Based on cleaning up many hacked websites we know what are the things that are likely to lead to a website being hacked and therefore what needs to be done to protect them from hackers. One of those in keeping the software running on the website up to date, as this prevents known vulnerabilities in older versions from being exploited (like the privilege escalation vulnerability in older versions of Joomla that we have been seeing exploited recently). Unfortunately, what we see is that many websites are not being kept up to date. What is more troubling is that security companies, which you would expect to lead when it comes to handling security, are not bothering to keep the software running their websites up to date. Last week we posted for the second time about a Kaspersky Lab website that was running outdated software, this time the website of their security news website Threatpost. They haven’t been alone, a couple of years we looked at the poor state of security of Panda Labs’ websites after they had been hacked. This week we can add ESET to the list of security companies who are taking the basic security measure of keeping the software on their websites up to date.

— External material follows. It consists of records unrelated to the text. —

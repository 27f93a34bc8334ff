use criterion::{black_box, criterion_group, criterion_main, Criterion};
use impersonet::http::orderedheaders::OrderedHeaderMap;
use impersonet::lookup;

fn caller_headers() -> OrderedHeaderMap {
    let mut headers = OrderedHeaderMap::new();
    headers.insert("Accept", "application/json").unwrap();
    headers
        .insert(
            "Cookie",
            "WMF-Last-Access=xxxxxxxxxxx; GeoIP=xxxxxxxxxxxxxxxxxxxxxxxxxxx; NetworkProbeLimit=0.001",
        )
        .unwrap();
    headers.insert("X-Requested-With", "XMLHttpRequest").unwrap();
    headers
}

fn benchmark_merge_profile(c: &mut Criterion) {
    let emulation = lookup("chrome_131").unwrap();
    let caller = caller_headers();

    // Per-request cost of laying caller headers over the profile
    c.bench_function("merge_profile_h1", |b| {
        b.iter(|| OrderedHeaderMap::merge_profile(black_box(&emulation.headers), black_box(&caller), true))
    });
    c.bench_function("merge_profile_h2", |b| {
        b.iter(|| OrderedHeaderMap::merge_profile(black_box(&emulation.headers), black_box(&caller), false))
    });
}

fn benchmark_headers_to_header_map(c: &mut Criterion) {
    let emulation = lookup("firefox_133").unwrap();
    c.bench_function("headers_to_header_map", |b| {
        b.iter(|| black_box(emulation.headers.clone()).to_header_map())
    });
}

fn benchmark_headers_insert(c: &mut Criterion) {
    c.bench_function("headers_insert", |b| {
        b.iter(|| {
            let mut headers = OrderedHeaderMap::new();
            headers.insert("Accept", "text/html").unwrap();
            headers.insert("User-Agent", "Mozilla/5.0").unwrap();
            headers.insert("Connection", "keep-alive").unwrap();
            black_box(headers)
        })
    });
}

criterion_group!(
    benches,
    benchmark_merge_profile,
    benchmark_headers_to_header_map,
    benchmark_headers_insert
);
criterion_main!(benches);
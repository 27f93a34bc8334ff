//! JA3 and JA4 fingerprints of a ClientHello.

use super::codepoints::{extension, is_grease};
use super::hello::ClientHello;
use boring::hash::{hash, MessageDigest};
use std::fmt::Write;

fn hex(bytes: &[u8]) -> String {
    let mut out = String::with_capacity(bytes.len() * 2);
    for byte in bytes {
        let _ = write!(out, "{:02x}", byte);
    }
    out
}

fn digest_hex(md: MessageDigest, input: &str) -> String {
    match hash(md, input.as_bytes()) {
        Ok(digest) => hex(&digest),
        Err(_) => String::new(),
    }
}

fn join_dec<T: ToString>(values: impl IntoIterator<Item = T>) -> String {
    values
        .into_iter()
        .map(|v| v.to_string())
        .collect::<Vec<_>>()
        .join("-")
}

/// JA3: `version,ciphers,extensions,groups,point_formats` with GREASE
/// stripped, md5-hashed.
#[derive(Debug, Clone, PartialEq, Eq)]
pub struct Ja3 {
    pub text: String,
    pub hash: String,
}

impl Ja3 {
    pub fn from_hello(hello: &ClientHello) -> Self {
        let ciphers = hello.cipher_suites.iter().copied().filter(|c| !is_grease(*c));
        let extensions = hello.extension_types_no_grease();
        let groups = hello.supported_groups().into_iter().filter(|g| !is_grease(*g));
        let text = format!(
            "{},{},{},{},{}",
            hello.legacy_version,
            join_dec(ciphers),
            join_dec(extensions),
            join_dec(groups),
            join_dec(hello.ec_point_formats()),
        );
        let hash = digest_hex(MessageDigest::md5(), &text);
        Self { text, hash }
    }

    /// The cipher field alone. Stable even when extensions are permuted.
    pub fn cipher_field(&self) -> &str {
        self.text.split(',').nth(1).unwrap_or("")
    }
}

/// JA4 (`t13d1516h2_8daaf6152771_e5627efa2ab1` shape).
#[derive(Debug, Clone, PartialEq, Eq)]
pub struct Ja4(pub String);

impl Ja4 {
    pub fn from_hello(hello: &ClientHello) -> Self {
        let version = hello
            .supported_versions()
            .into_iter()
            .filter(|v| !is_grease(*v))
            .max()
            .unwrap_or(hello.legacy_version);
        let version = match version {
            0x0304 => "13",
            0x0303 => "12",
            0x0302 => "11",
            0x0301 => "10",
            _ => "00",
        };
        let sni = if hello.extension(extension::SERVER_NAME).is_some() { 'd' } else { 'i' };

        let ciphers: Vec<u16> = hello.cipher_suites.iter().copied().filter(|c| !is_grease(*c)).collect();
        let extensions = hello.extension_types_no_grease();

        let alpn = match hello.alpn_protocols().first() {
            Some(first) if !first.is_empty() => {
                let bytes = first.as_bytes();
                format!("{}{}", bytes[0] as char, bytes[bytes.len() - 1] as char)
            }
            _ => "00".to_string(),
        };

        let prefix = format!(
            "t{}{}{:02}{:02}{}",
            version,
            sni,
            ciphers.len().min(99),
            extensions.len().min(99),
            alpn
        );

        let mut sorted_ciphers: Vec<String> = ciphers.iter().map(|c| format!("{:04x}", c)).collect();
        sorted_ciphers.sort();
        let cipher_hash = truncated_sha256(&sorted_ciphers.join(","));

        let mut sorted_exts: Vec<String> = extensions
            .iter()
            .filter(|e| **e != extension::SERVER_NAME && **e != extension::ALPN)
            .map(|e| format!("{:04x}", e))
            .collect();
        sorted_exts.sort();
        let sigalgs: Vec<String> = hello
            .signature_algorithms()
            .iter()
            .map(|s| format!("{:04x}", s))
            .collect();
        let mut ext_input = sorted_exts.join(",");
        if !sigalgs.is_empty() {
            ext_input.push('_');
            ext_input.push_str(&sigalgs.join(","));
        }
        let ext_hash = truncated_sha256(&ext_input);

        Ja4(format!("{}_{}_{}", prefix, cipher_hash, ext_hash))
    }

    pub fn as_str(&self) -> &str {
        &self.0
    }
}

fn truncated_sha256(input: &str) -> String {
    if input.is_empty() {
        return "000000000000".to_string();
    }
    let mut full = digest_hex(MessageDigest::sha256(), input);
    full.truncate(12);
    full
}

#[cfg(test)]
mod tests {
    use super::*;
    use crate::socket::tls::hello::Extension;

    fn hello_with(ciphers: Vec<u16>, extensions: Vec<Extension>) -> ClientHello {
        ClientHello {
            legacy_version: 0x0303,
            random: [0; 32],
            session_id: Vec::new(),
            cipher_suites: ciphers,
            compression_methods: vec![0],
            extensions,
        }
    }

    #[test]
    fn test_ja3_strips_grease() {
        let hello = hello_with(
            vec![0x0a0a, 0x1301, 0xc02b],
            vec![
                Extension { ext_type: 0x1a1a, data: vec![] },
                Extension { ext_type: extension::SUPPORTED_GROUPS, data: vec![0, 6, 0x2a, 0x2a, 0, 0x1d, 0, 0x17] },
                Extension { ext_type: extension::EC_POINT_FORMATS, data: vec![1, 0] },
            ],
        );
        let ja3 = Ja3::from_hello(&hello);
        assert_eq!(ja3.text, "771,4865-49195,10-11,29-23,0");
        assert_eq!(ja3.cipher_field(), "4865-49195");
        assert_eq!(ja3.hash.len(), 32);
    }

    #[test]
    fn test_ja3_of_empty_lists() {
        let ja3 = Ja3::from_hello(&hello_with(vec![], vec![]));
        assert_eq!(ja3.text, "771,,,,");
        // md5("771,,,,")
        assert_eq!(ja3.hash, digest_hex(MessageDigest::md5(), "771,,,,"));
    }

    #[test]
    fn test_ja4_prefix() {
        let hello = hello_with(
            vec![0x1301, 0x1302],
            vec![
                Extension { ext_type: extension::SERVER_NAME, data: vec![0, 4, 0, 0, 1, b'a'] },
                Extension { ext_type: extension::ALPN, data: vec![0, 3, 2, b'h', b'2'] },
                Extension { ext_type: extension::SUPPORTED_VERSIONS, data: vec![4, 3, 4, 3, 3] },
            ],
        );
        let ja4 = Ja4::from_hello(&hello);
        assert!(ja4.as_str().starts_with("t13d0203h2_"), "{}", ja4.as_str());
        assert_eq!(ja4.as_str().len(), "t13d0203h2_".len() + 12 + 1 + 12);
    }

    #[test]
    fn test_ja4_without_alpn_or_sni() {
        let ja4 = Ja4::from_hello(&hello_with(vec![0x002f], vec![]));
        assert!(ja4.as_str().starts_with("t12i010000_"));
        assert!(ja4.as_str().ends_with("_000000000000"));
    }
}
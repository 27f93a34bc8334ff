//! Firefox browser profiles.
//!
//! Firefox runs NSS, so its hello carries extensions BoringSSL never emits
//! (delegated_credentials, record_size_limit). They stay in the descriptor
//! so the ClientHello model and fingerprints reflect the real browser.

use super::BrowserProfile;
use crate::emulation::{Emulation, EmulationFactory, Http1Options, ImpersonateOs};
use crate::http::h2fingerprint::H2Fingerprint;
use crate::http::orderedheaders::OrderedHeaderMap;
use crate::socket::tls::codepoints::{cipher, extension, group, sigalg, version};
use crate::socket::tls::{AlpnProtocol, CertCompressAlg, TlsOptions};

/// Firefox browser versions for emulation.
#[derive(Debug, Clone, Copy, PartialEq, Eq, Hash)]
#[non_exhaustive]
pub enum Firefox {
    V109,
    V117,
    V128,
    V133,
    V135,
}

impl Default for Firefox {
    fn default() -> Self {
        Firefox::V135
    }
}

impl Firefox {
    pub fn major(self) -> u16 {
        match self {
            Firefox::V109 => 109,
            Firefox::V117 => 117,
            Firefox::V128 => 128,
            Firefox::V133 => 133,
            Firefox::V135 => 135,
        }
    }
}

impl BrowserProfile for Firefox {
    fn all() -> &'static [Self] {
        &[
            Firefox::V109,
            Firefox::V117,
            Firefox::V128,
            Firefox::V133,
            Firefox::V135,
        ]
    }

    fn id(self) -> &'static str {
        match self {
            Firefox::V109 => "firefox_109",
            Firefox::V117 => "firefox_117",
            Firefox::V128 => "firefox_128",
            Firefox::V133 => "firefox_133",
            Firefox::V135 => "firefox_135",
        }
    }

    fn native_os(self) -> ImpersonateOs {
        ImpersonateOs::Windows
    }

    fn build(self, os: ImpersonateOs) -> Emulation {
        let major = self.major();
        Emulation::builder()
            .profile_id(self.id())
            .os(os)
            .tls_options(firefox_tls_options(major))
            .http1_options(Http1Options::default())
            .http2_options(H2Fingerprint::firefox(major))
            .headers(firefox_headers(major, os))
            .build()
    }
}

impl EmulationFactory for Firefox {
    fn emulation(self) -> Emulation {
        self.build(self.native_os())
    }
}

fn firefox_user_agent(major: u16, os: ImpersonateOs) -> String {
    match os {
        ImpersonateOs::Windows => format!(
            "Mozilla/5.0 (Windows NT 10.0; Win64; x64; rv:{v}.0) Gecko/20100101 Firefox/{v}.0",
            v = major
        ),
        ImpersonateOs::MacOs => format!(
            "Mozilla/5.0 (Macintosh; Intel Mac OS X 10.15; rv:{v}.0) Gecko/20100101 Firefox/{v}.0",
            v = major
        ),
        ImpersonateOs::Linux => format!(
            "Mozilla/5.0 (X11; Linux x86_64; rv:{v}.0) Gecko/20100101 Firefox/{v}.0",
            v = major
        ),
        ImpersonateOs::Android => format!(
            "Mozilla/5.0 (Android 14; Mobile; rv:{v}.0) Gecko/{v}.0 Firefox/{v}.0",
            v = major
        ),
        ImpersonateOs::Ios => format!(
            "Mozilla/5.0 (iPhone; CPU iPhone OS 17_5 like Mac OS X) AppleWebKit/605.1.15 (KHTML, like Gecko) FxiOS/{}.0 Mobile/15E148 Safari/605.1.15",
            major
        ),
    }
}

fn firefox_tls_options(major: u16) -> TlsOptions {
    let mut extensions = vec![
        extension::SERVER_NAME,
        extension::EXTENDED_MASTER_SECRET,
        extension::RENEGOTIATION_INFO,
        extension::SUPPORTED_GROUPS,
        extension::EC_POINT_FORMATS,
        extension::SESSION_TICKET,
        extension::ALPN,
        extension::STATUS_REQUEST,
        extension::DELEGATED_CREDENTIALS,
        extension::KEY_SHARE,
        extension::SUPPORTED_VERSIONS,
        extension::SIGNATURE_ALGORITHMS,
        extension::PSK_KEY_EXCHANGE_MODES,
        extension::RECORD_SIZE_LIMIT,
    ];
    let mut compression = Vec::new();
    if major >= 128 {
        extensions.push(extension::COMPRESS_CERTIFICATE);
        compression = vec![CertCompressAlg::Zlib, CertCompressAlg::Brotli, CertCompressAlg::Zstd];
    }
    if major >= 117 {
        extensions.push(extension::ENCRYPTED_CLIENT_HELLO);
    } else {
        extensions.push(extension::PADDING);
    }

    let classical = [
        group::X25519,
        group::SECP256R1,
        group::SECP384R1,
        group::SECP521R1,
        group::FFDHE2048,
        group::FFDHE3072,
    ];
    let (groups, key_shares) = if major >= 133 {
        let mut groups = vec![group::X25519_MLKEM768];
        groups.extend_from_slice(&classical);
        (groups, vec![group::X25519_MLKEM768, group::X25519, group::SECP256R1])
    } else {
        (classical.to_vec(), vec![group::X25519, group::SECP256R1])
    };

    TlsOptions::builder()
        .cipher_suites(&[
            cipher::TLS_AES_128_GCM_SHA256,
            cipher::TLS_CHACHA20_POLY1305_SHA256,
            cipher::TLS_AES_256_GCM_SHA384,
            cipher::ECDHE_ECDSA_AES128_GCM_SHA256,
            cipher::ECDHE_RSA_AES128_GCM_SHA256,
            cipher::ECDHE_ECDSA_CHACHA20_POLY1305,
            cipher::ECDHE_RSA_CHACHA20_POLY1305,
            cipher::ECDHE_ECDSA_AES256_GCM_SHA384,
            cipher::ECDHE_RSA_AES256_GCM_SHA384,
            cipher::ECDHE_ECDSA_AES256_SHA,
            cipher::ECDHE_ECDSA_AES128_SHA,
            cipher::ECDHE_RSA_AES128_SHA,
            cipher::ECDHE_RSA_AES256_SHA,
            cipher::RSA_AES128_GCM_SHA256,
            cipher::RSA_AES256_GCM_SHA384,
            cipher::RSA_AES128_SHA,
            cipher::RSA_AES256_SHA,
        ])
        .extensions(&extensions)
        .supported_groups(&groups)
        .key_share_groups(&key_shares)
        .signature_algorithms(&[
            sigalg::ECDSA_SECP256R1_SHA256,
            sigalg::ECDSA_SECP384R1_SHA384,
            sigalg::ECDSA_SECP521R1_SHA512,
            sigalg::RSA_PSS_RSAE_SHA256,
            sigalg::RSA_PSS_RSAE_SHA384,
            sigalg::RSA_PSS_RSAE_SHA512,
            sigalg::RSA_PKCS1_SHA256,
            sigalg::RSA_PKCS1_SHA384,
            sigalg::RSA_PKCS1_SHA512,
            sigalg::ECDSA_SHA1,
            sigalg::RSA_PKCS1_SHA1,
        ])
        .delegated_credentials(&[
            sigalg::ECDSA_SECP256R1_SHA256,
            sigalg::ECDSA_SECP384R1_SHA384,
            sigalg::ECDSA_SECP521R1_SHA512,
            sigalg::ECDSA_SHA1,
        ])
        .alpn_protocols(&[AlpnProtocol::HTTP2, AlpnProtocol::HTTP1])
        .supported_versions(&[version::TLS_1_3, version::TLS_1_2])
        .certificate_compression(&compression)
        .record_size_limit(0x4001)
        .grease(false)
        .permute_extensions(false)
        .session_ticket(true)
        .build()
}

fn firefox_headers(major: u16, os: ImpersonateOs) -> OrderedHeaderMap {
    let mut headers = OrderedHeaderMap::with_capacity(14);
    let mut add = |name: &str, value: &str| {
        let _ = headers.append(name, value);
    };

    add("User-Agent", &firefox_user_agent(major, os));
    if major >= 128 {
        add(
            "Accept",
            "text/html,application/xhtml+xml,application/xml;q=0.9,image/avif,image/webp,image/png,image/svg+xml,*/*;q=0.8",
        );
    } else {
        add(
            "Accept",
            "text/html,application/xhtml+xml,application/xml;q=0.9,image/avif,image/webp,*/*;q=0.8",
        );
    }
    add("Accept-Language", "en-US,en;q=0.5");
    if major >= 133 {
        add("Accept-Encoding", "gzip, deflate, br, zstd");
    } else {
        add("Accept-Encoding", "gzip, deflate, br");
    }
    add("Connection", "keep-alive");
    add("Upgrade-Insecure-Requests", "1");
    add("Sec-Fetch-Dest", "document");
    add("Sec-Fetch-Mode", "navigate");
    add("Sec-Fetch-Site", "none");
    add("Sec-Fetch-User", "?1");
    if major >= 117 {
        add("Priority", "u=0, i");
    }
    add("TE", "trailers");
    headers
}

Let’s start with their news website, We Live Security, which they promote as being about “research and information”. If you are going to be providing others with information on security it doesn’t seem unreasonable to expect that you are taking basic security measures yourself. This doesn’t seem to something ESET believes in as the website is running on an outdated version of WordPress:
They haven’t missed any security updates yet so that isn’t as bad as it could be, but the version is five months out of date. In the source code of the website’s pages it can be seen that they are using version 1.4.7 of the Yoast WordPress SEO plugin, which is nine months out of date. The more recent version 1.5.0 “contains tons and tons of bugfixes and security improvements“, so the plugin definitely should have been updated by now.
More of a problem is the website for ESET Virus Radar. If you are using our Drupal Version Check web browser extension you can see they are running an outdated version of Drupal on the website:
Digging a bit further we were able to determine that the website is running Drupal 7.22. That version is seven months out of date are there have been two subsequent updates – 7.24 and 7.26 – with fixes for security vulnerabilities.